PITTSBURGH (AP) — Evgeni Malkin is already thinking about the future, the one where the hockey star in the family isn’t the four-time All-Star forward for the Pittsburgh Penguins but his 4-year-old son, Nikita.
The younger Malkin certainly seems to be on his way. The elder Malkin posted a picture on Instagram this week with Nikita decked out in full Penguins gear. Spending an extended amount of time with Nikita during the three-month pause to the NHL season created by the COVID-19 pandemic gave Malkin an appreciation for the energy it takes to wrangle a preschooler.
“He spends so much energy every day,” Malkin said Tuesday.
While many of his teammates are still trying to find their footing during training camp as they prepare for a playoff meeting with Montreal early next month, the 33-year-old Malkin is already at full speed.
“You guys can see it when you watch in practice every day,” Penguins coach Mike Sullivan said. “The level of intensity … it’s contagious throughout our team. All of our leaders have brought that … but Geno has set the standard as far as bringing his work ethic to the rink every day.”
Malkin helped carry the Penguins during Crosby’s extended absence last fall following surgery to repair a sports hernia and was leading the team in points (74) by a wide margin when the league shut down in mid-March. He spent most of the “pause” in Miami with his wife and family, trying to stick to his summer workout regiment while adding more inline skating to the mix with the local ice rinks shut down.
Yes, he’s plenty fresh following the layoff. Yet there is another layer of urgency that’s helped Malkin quickly re-engage. Sure, the pursuit of a fourth Stanley Cup is ever-present in his mind. There’s also an appreciation for the game that might have gotten lost in recent years. He can’t remember the last time he went so long without playing. It wasn’t fun.
“I always think about Cups for sure but I’m glad to back for ice,” Malkin said. “It’s my … it’s what I do all my life. It’s a new reality right now it’s not easy for everyone and we understand how important this year for each player. Like, we try (to) do everything back and play playoffs. It doesn’t matter. No fans, it’s hard but it’s still like, we love the game.”
Malkin believes the Penguins are taking the right steps in ramping up the intensity to get ready for what awaits in Toronto next month. The first scrimmage was a sloppy 7-0 domination by one side in which Pittsburgh starting goaltender Matt Murray struggled. He was better on Monday, and so was the intensity.
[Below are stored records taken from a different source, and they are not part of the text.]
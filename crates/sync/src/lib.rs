#![forbid(unsafe_code)]

//! Keeps a course navigation tree converged with backend state that arrives
//! progressively while the course is being generated.
//!
//! Fetched snapshots flow from the resource client through the poll
//! scheduler into the convergence reducer; the navigation store and the pure
//! view projection turn the merged result into a render tree.
//! [`CourseSyncController`] wires the pieces together for one course view.

pub mod config;
pub mod controller;
pub mod convergence;
pub mod nav;
pub mod projection;
pub mod scheduler;

pub use config::SyncConfig;
pub use controller::{CourseSyncController, LoadError, PollKey};
pub use convergence::{ChapterDelta, ChapterEntry, CourseState};
pub use nav::ExpansionState;
pub use projection::{ChapterNode, SidebarTree, TabItem, project};
pub use scheduler::PollScheduler;
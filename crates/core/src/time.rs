use chrono::{DateTime, Duration, Utc};

/// Clock abstraction so sync timestamps are deterministic under test.
#[derive(Debug, Clone, Copy, Default)]
pub enum Clock {
    #[default]
    Default,
    Fixed(DateTime<Utc>),
}

impl Clock {
    /// Returns a clock fixed at the given timestamp.
    #[must_use]
    pub fn fixed(at: DateTime<Utc>) -> Self {
        Self::Fixed(at)
    }

    /// Returns the current time according to the clock.
    #[must_use]
    pub fn now(&self) -> DateTime<Utc> {
        match self {
            Clock::Default => Utc::now(),
            Clock::Fixed(t) => *t,
        }
    }

    /// If this is a fixed clock, advance it by the given duration.
    ///
    /// Has no effect on `Clock::Default`.
    pub fn advance(&mut self, delta: Duration) {
        if let Clock::Fixed(t) = self {
            *t += delta;
        }
    }
}

/// Deterministic timestamp for tests and doc examples (2024-03-14T01:20:00Z).
pub const FIXED_TEST_TIMESTAMP: i64 = 1_710_379_200;

/// Returns a deterministic `DateTime<Utc>` for tests.
///
/// # Panics
///
/// Panics if the fixed timestamp cannot be represented.
#[must_use]
pub fn fixed_now() -> DateTime<Utc> {
    DateTime::<Utc>::from_timestamp(FIXED_TEST_TIMESTAMP, 0)
        .expect("fixed timestamp should be valid")
}

/// Returns a `Clock` fixed at the deterministic test timestamp.
#[must_use]
pub fn fixed_clock() -> Clock {
    Clock::fixed(fixed_now())
}

#[cfg(test)]
mod tests {
    use super::*;

    #[test]
    fn fixed_clock_is_stable() {
        let clock = fixed_clock();
        assert_eq!(clock.now(), clock.now());
        assert_eq!(clock.now(), fixed_now());
    }

    #[test]
    fn fixed_clock_advances() {
        let mut clock = fixed_clock();
        clock.advance(Duration::seconds(30));
        assert_eq!(clock.now(), fixed_now() + Duration::seconds(30));
    }
}
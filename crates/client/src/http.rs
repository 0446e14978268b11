//! `reqwest`-backed implementation of the course API traits.

use async_trait::async_trait;
use reqwest::multipart::{Form, Part};
use reqwest::{Client, Method, RequestBuilder};
use serde::Serialize;
use serde::de::DeserializeOwned;

use course_core::model::{
    ChapterId, ChapterSnapshot, Course, CourseId, CourseSummary, CourseUpdate, DocumentId,
    ImageId, NewCourse,
};

use crate::api::{Account, AuthApi, AuthToken, CourseApi, CourseCatalog, Credentials, NewAccount};
use crate::config::ClientConfig;
use crate::dto::{
    AccountPayload, ChapterPayload, CoursePayload, CourseSummaryPayload, CreatedCoursePayload,
    QuestionPayload, TokenPayload, UploadPayload,
};
use crate::error::ApiError;

/// HTTP client for the course backend.
///
/// Cheap to clone; holds a connection pool internally.
#[derive(Clone)]
pub struct HttpCourseApi {
    client: Client,
    config: ClientConfig,
}

impl HttpCourseApi {
    #[must_use]
    pub fn new(config: ClientConfig) -> Self {
        Self {
            client: Client::new(),
            config,
        }
    }

    /// Use a preconfigured `reqwest::Client` (timeouts, proxies).
    #[must_use]
    pub fn with_client(client: Client, config: ClientConfig) -> Self {
        Self { client, config }
    }

    #[must_use]
    pub fn config(&self) -> &ClientConfig {
        &self.config
    }

    fn request(&self, method: Method, path: &str) -> RequestBuilder {
        let mut request = self.client.request(method, self.config.endpoint(path));
        if let Some(token) = &self.config.token {
            request = request.bearer_auth(token);
        }
        request
    }

    async fn send_json<T: DeserializeOwned>(&self, request: RequestBuilder) -> Result<T, ApiError> {
        let response = request.send().await?;
        let status = response.status();
        if !status.is_success() {
            return Err(ApiError::from_status(status));
        }
        Ok(response.json().await?)
    }

    async fn send_expect_ok(&self, request: RequestBuilder) -> Result<(), ApiError> {
        let response = request.send().await?;
        let status = response.status();
        if !status.is_success() {
            return Err(ApiError::from_status(status));
        }
        Ok(())
    }

    async fn upload(&self, path: &str, file_name: &str, bytes: Vec<u8>) -> Result<u64, ApiError> {
        let part = Part::bytes(bytes).file_name(file_name.to_string());
        let form = Form::new().part("file", part);
        let payload: UploadPayload = self
            .send_json(self.request(Method::POST, path).multipart(form))
            .await?;
        Ok(payload.id)
    }
}

#[async_trait]
impl CourseApi for HttpCourseApi {
    async fn fetch_course(&self, course_id: CourseId) -> Result<Course, ApiError> {
        let payload: CoursePayload = self
            .send_json(self.request(Method::GET, &format!("/courses/{course_id}")))
            .await?;
        payload.into_course()
    }

    async fn fetch_chapters(
        &self,
        course_id: CourseId,
    ) -> Result<Vec<ChapterSnapshot>, ApiError> {
        let payload: Vec<ChapterPayload> = self
            .send_json(self.request(Method::GET, &format!("/courses/{course_id}/chapters")))
            .await?;
        Ok(payload.into_iter().map(ChapterPayload::into_snapshot).collect())
    }

    async fn fetch_chapter_question_count(
        &self,
        course_id: CourseId,
        chapter_id: ChapterId,
    ) -> Result<usize, ApiError> {
        let questions: Vec<QuestionPayload> = self
            .send_json(self.request(
                Method::GET,
                &format!("/courses/{course_id}/chapters/{chapter_id}/questions"),
            ))
            .await?;
        Ok(questions.len())
    }
}

#[async_trait]
impl CourseCatalog for HttpCourseApi {
    async fn list_my_courses(&self) -> Result<Vec<CourseSummary>, ApiError> {
        let payload: Vec<CourseSummaryPayload> = self
            .send_json(self.request(Method::GET, "/courses/my"))
            .await?;
        payload
            .into_iter()
            .map(CourseSummaryPayload::into_summary)
            .collect()
    }

    async fn list_public_courses(&self) -> Result<Vec<CourseSummary>, ApiError> {
        let payload: Vec<CourseSummaryPayload> = self
            .send_json(self.request(Method::GET, "/courses/public"))
            .await?;
        payload
            .into_iter()
            .map(CourseSummaryPayload::into_summary)
            .collect()
    }

    async fn create_course(&self, draft: &NewCourse) -> Result<CourseId, ApiError> {
        let payload: CreatedCoursePayload = self
            .send_json(self.request(Method::POST, "/courses").json(draft))
            .await?;
        Ok(CourseId::new(payload.course_id))
    }

    async fn update_course(
        &self,
        course_id: CourseId,
        update: &CourseUpdate,
    ) -> Result<Course, ApiError> {
        let payload: CoursePayload = self
            .send_json(
                self.request(Method::PATCH, &format!("/courses/{course_id}"))
                    .json(update),
            )
            .await?;
        payload.into_course()
    }

    async fn delete_course(&self, course_id: CourseId) -> Result<(), ApiError> {
        self.send_expect_ok(self.request(Method::DELETE, &format!("/courses/{course_id}")))
            .await
    }

    async fn upload_document(
        &self,
        file_name: &str,
        bytes: Vec<u8>,
    ) -> Result<DocumentId, ApiError> {
        self.upload("/documents", file_name, bytes)
            .await
            .map(DocumentId::new)
    }

    async fn upload_image(&self, file_name: &str, bytes: Vec<u8>) -> Result<ImageId, ApiError> {
        self.upload("/images", file_name, bytes).await.map(ImageId::new)
    }
}

#[async_trait]
impl AuthApi for HttpCourseApi {
    async fn login(&self, credentials: &Credentials) -> Result<AuthToken, ApiError> {
        let payload: TokenPayload = self
            .send_json(self.request(Method::POST, "/auth/login").json(&LoginRequest {
                username: &credentials.username,
                password: &credentials.password,
            }))
            .await?;
        Ok(AuthToken::new(payload.access_token))
    }

    async fn register(&self, account: &NewAccount) -> Result<AuthToken, ApiError> {
        let payload: TokenPayload = self
            .send_json(
                self.request(Method::POST, "/auth/register")
                    .json(&RegisterRequest {
                        username: &account.username,
                        email: &account.email,
                        password: &account.password,
                    }),
            )
            .await?;
        Ok(AuthToken::new(payload.access_token))
    }

    async fn current_user(&self) -> Result<Account, ApiError> {
        let payload: AccountPayload =
            self.send_json(self.request(Method::GET, "/users/me")).await?;
        Ok(payload.into_account())
    }
}

#[derive(Debug, Serialize)]
struct LoginRequest<'a> {
    username: &'a str,
    password: &'a str,
}

#[derive(Debug, Serialize)]
struct RegisterRequest<'a> {
    username: &'a str,
    email: &'a str,
    password: &'a str,
}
“We played hard, we try to play like real game, couple hits, blocking shots,” Malkin said. “You know practice is not real game but we try to be close. I like what I see.”
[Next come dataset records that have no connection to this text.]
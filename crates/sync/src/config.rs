use std::time::Duration;

/// Polling cadence for one course view.
///
/// The defaults trade responsiveness against request volume: quiz discovery
/// wants to feel immediate once generation finishes a chapter, while course
/// status moves slowly enough that two seconds is plenty.
#[derive(Debug, Clone, Copy, PartialEq, Eq)]
pub struct SyncConfig {
    /// Cadence of the course-level status/chapter-list poll.
    pub course_poll_interval: Duration,
    /// Cadence of each per-chapter quiz-availability poll.
    pub quiz_poll_interval: Duration,
}

impl Default for SyncConfig {
    fn default() -> Self {
        Self {
            course_poll_interval: Duration::from_millis(2_000),
            quiz_poll_interval: Duration::from_millis(500),
        }
    }
}

impl SyncConfig {
    /// Create a config suitable for quick unit tests (no real waiting).
    #[must_use]
    pub fn instant() -> Self {
        Self {
            course_poll_interval: Duration::from_millis(5),
            quiz_poll_interval: Duration::from_millis(2),
        }
    }
}

#[cfg(test)]
mod tests {
    use super::*;

    #[test]
    fn default_cadences() {
        let config = SyncConfig::default();
        assert_eq!(config.course_poll_interval, Duration::from_millis(2_000));
        assert_eq!(config.quiz_poll_interval, Duration::from_millis(500));
    }
}
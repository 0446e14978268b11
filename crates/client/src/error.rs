//! Error taxonomy for the course API boundary.

use reqwest::StatusCode;
use thiserror::Error;

/// Failure talking to the course backend.
#[derive(Debug, Error)]
#[non_exhaustive]
pub enum ApiError {
    /// The course or chapter no longer exists (HTTP 404).
    #[error("resource not found")]
    NotFound,

    /// The backend rejected the request with a non-success status.
    #[error("request failed with status {0}")]
    Status(StatusCode),

    /// Transport-level failure: connect error, timeout, aborted body.
    #[error("network failure talking to the course API")]
    Network(#[source] reqwest::Error),

    /// The payload did not match the contract, including unknown enum tags.
    #[error("malformed payload from the course API: {0}")]
    Decode(String),
}

impl ApiError {
    /// True for failures that could plausibly succeed on a later attempt.
    #[must_use]
    pub fn is_transient(&self) -> bool {
        match self {
            ApiError::Network(_) => true,
            ApiError::Status(status) => status.is_server_error(),
            ApiError::NotFound | ApiError::Decode(_) => false,
        }
    }

    /// Map a non-success HTTP status to the taxonomy.
    pub(crate) fn from_status(status: StatusCode) -> Self {
        if status == StatusCode::NOT_FOUND {
            ApiError::NotFound
        } else {
            ApiError::Status(status)
        }
    }
}

impl From<reqwest::Error> for ApiError {
    fn from(err: reqwest::Error) -> Self {
        if err.is_decode() {
            ApiError::Decode(err.to_string())
        } else {
            ApiError::Network(err)
        }
    }
}

#[cfg(test)]
mod tests {
    use super::*;

    #[test]
    fn not_found_maps_from_404() {
        assert!(matches!(
            ApiError::from_status(StatusCode::NOT_FOUND),
            ApiError::NotFound
        ));
    }

    #[test]
    fn other_statuses_keep_their_code() {
        let err = ApiError::from_status(StatusCode::TOO_MANY_REQUESTS);
        assert!(matches!(err, ApiError::Status(s) if s == StatusCode::TOO_MANY_REQUESTS));
    }

    #[test]
    fn server_errors_are_transient() {
        assert!(ApiError::from_status(StatusCode::BAD_GATEWAY).is_transient());
        assert!(!ApiError::from_status(StatusCode::NOT_FOUND).is_transient());
        assert!(!ApiError::Decode("bad".into()).is_transient());
    }
}
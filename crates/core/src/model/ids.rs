use serde::{Deserialize, Serialize};
use std::fmt;
use std::str::FromStr;

/// Unique identifier for a Course
#[derive(Clone, Copy, PartialEq, Eq, Hash, PartialOrd, Ord, Serialize, Deserialize)]
pub struct CourseId(u64);

/// Unique identifier for a Chapter
#[derive(Clone, Copy, PartialEq, Eq, Hash, PartialOrd, Ord, Serialize, Deserialize)]
pub struct ChapterId(u64);

/// Unique identifier for an uploaded source document
#[derive(Clone, Copy, PartialEq, Eq, Hash, PartialOrd, Ord, Serialize, Deserialize)]
pub struct DocumentId(u64);

/// Unique identifier for an uploaded image
#[derive(Clone, Copy, PartialEq, Eq, Hash, PartialOrd, Ord, Serialize, Deserialize)]
pub struct ImageId(u64);

macro_rules! impl_id {
    ($name:ident) => {
        impl $name {
            /// Creates a new identifier from its raw value
            #[must_use]
            pub fn new(id: u64) -> Self {
                Self(id)
            }

            /// Returns the underlying u64 value
            #[must_use]
            pub fn value(&self) -> u64 {
                self.0
            }
        }

        impl fmt::Debug for $name {
            fn fmt(&self, f: &mut fmt::Formatter<'_>) -> fmt::Result {
                write!(f, concat!(stringify!($name), "({})"), self.0)
            }
        }

        impl fmt::Display for $name {
            fn fmt(&self, f: &mut fmt::Formatter<'_>) -> fmt::Result {
                write!(f, "{}", self.0)
            }
        }

        impl FromStr for $name {
            type Err = ParseIdError;

            fn from_str(s: &str) -> Result<Self, Self::Err> {
                s.parse::<u64>().map($name::new).map_err(|_| ParseIdError {
                    kind: stringify!($name),
                })
            }
        }
    };
}

impl_id!(CourseId);
impl_id!(ChapterId);
impl_id!(DocumentId);
impl_id!(ImageId);

/// Error type for parsing an identifier from a string
#[derive(Debug, Clone, PartialEq, Eq)]
pub struct ParseIdError {
    kind: &'static str,
}

impl fmt::Display for ParseIdError {
    fn fmt(&self, f: &mut fmt::Formatter<'_>) -> fmt::Result {
        write!(f, "failed to parse {} from string", self.kind)
    }
}

impl std::error::Error for ParseIdError {}

//
// ─── TESTS ─────────────────────────────────────────────────────────────────────
//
Maybe, but time is running out. At least reinforcements are on the way. Nine players who had been held out due to health protocols were cleared to return on Monday. Sullivan held the group out of the scrimmage, preferring to give them a chance to get some practice reps in before going all out. Their return, a group that includes veteran forward Patric Hornqvist, led the team to add a scrimmage next Saturday. The team leaves for Canada the following day.
“It’s what we think is best for the players and what the team needs,” Sullivan said.